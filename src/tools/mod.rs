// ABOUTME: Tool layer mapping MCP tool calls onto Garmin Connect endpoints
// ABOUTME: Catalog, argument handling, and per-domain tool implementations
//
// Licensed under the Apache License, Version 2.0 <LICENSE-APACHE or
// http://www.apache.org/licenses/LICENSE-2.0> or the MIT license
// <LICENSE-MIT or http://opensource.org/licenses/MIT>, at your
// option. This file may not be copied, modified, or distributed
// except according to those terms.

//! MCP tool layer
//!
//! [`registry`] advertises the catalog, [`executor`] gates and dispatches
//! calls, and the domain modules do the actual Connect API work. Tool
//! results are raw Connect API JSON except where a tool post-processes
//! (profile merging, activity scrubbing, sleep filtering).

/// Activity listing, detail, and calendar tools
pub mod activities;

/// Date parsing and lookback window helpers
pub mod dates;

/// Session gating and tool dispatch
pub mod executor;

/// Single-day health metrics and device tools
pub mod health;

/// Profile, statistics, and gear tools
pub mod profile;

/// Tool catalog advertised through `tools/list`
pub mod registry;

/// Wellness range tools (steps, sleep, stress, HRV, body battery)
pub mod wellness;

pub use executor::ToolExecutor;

WORK TO COMPLETE >> Nothing should appear in the answer except the lines above from the line with "modified, or distributed" through the line with "API work. Tool", both included, written out exactly.

ANSWER SECTION >>
// option. This file may not be copied, modified, or distributed
// except according to those terms.

//! MCP tool layer
//!
//! [`registry`] advertises the catalog, [`executor`] gates and dispatches
//! calls, and the domain modules do the actual Connect API work. Tool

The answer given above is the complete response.